### Task item
What lines below include the string "amplitudes"? Pick them out and copy them.

### Material provided
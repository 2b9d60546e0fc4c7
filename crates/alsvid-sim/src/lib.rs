//! Alsvid Symbolic Simulators
//!
//! Exact symbolic execution of quantum circuits: instead of floating-point
//! amplitudes, every value is an exact symbolic expression (`sqrt(2)/2`,
//! `exp(I*pi/4)`, rationals), so results come out in closed form and
//! algebraic identities hold exactly. Intentionally exponential and slow —
//! the point is a pen-and-paper answer, not throughput.
//!
//! Two execution strategies over the same circuit IR:
//!
//! - [`StatevectorSimulator`] — folds the state vector from |0…0⟩ through
//!   every instruction and returns the final amplitudes
//! - [`UnitarySimulator`] — accumulates the net circuit unitary
//!   `U_total = U_k · … · U_2 · U_1`
//!
//! Both are stateless, synchronous, single-shot engines behind the
//! [`Backend`] trait. Measurement, reset and classically-conditioned
//! operations are structurally unsupported and abort the offending
//! circuit only; batches always produce one result per circuit.
//!
//! # Example: Bell state, exactly
//!
//! ```rust
//! use alsvid_ir::{CircuitDescription, OperationDescription};
//! use alsvid_sim::{Backend, StatevectorSimulator};
//!
//! let bell = CircuitDescription {
//!     name: "bell".into(),
//!     num_qubits: 2,
//!     operations: vec![
//!         OperationDescription::new("h", [0]),
//!         OperationDescription::new("cx", [0, 1]),
//!     ],
//! };
//!
//! let result = StatevectorSimulator::new().run_circuit(&bell, 1);
//! let state = result.statevector().unwrap();
//! assert_eq!(state[0].to_string(), "sqrt(2)/2");
//! assert_eq!(state[3].to_string(), "sqrt(2)/2");
//! ```

pub mod backend;
pub mod catalog;
pub mod enlarge;
pub mod error;
pub mod index;
pub mod matrix;
pub mod result;
pub mod statevector;
pub mod ugate;
pub mod unitary;

pub use backend::Backend;
pub use catalog::{ResolvedGate, cnot_matrix, controlled, resolve};
pub use enlarge::{enlarge_single, enlarge_two};
pub use error::{SimError, SimResult};
pub use index::{insert_one, insert_two};
pub use result::{BatchResult, ExperimentResult, ExperimentStatus, ResultData};
pub use statevector::StatevectorSimulator;
pub use ugate::compute_ugate_matrix;
pub use unitary::UnitarySimulator;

### Exercise answer
//! amplitudes, every value is an exact symbolic expression (`sqrt(2)/2`,
//!   every instruction and returns the final amplitudes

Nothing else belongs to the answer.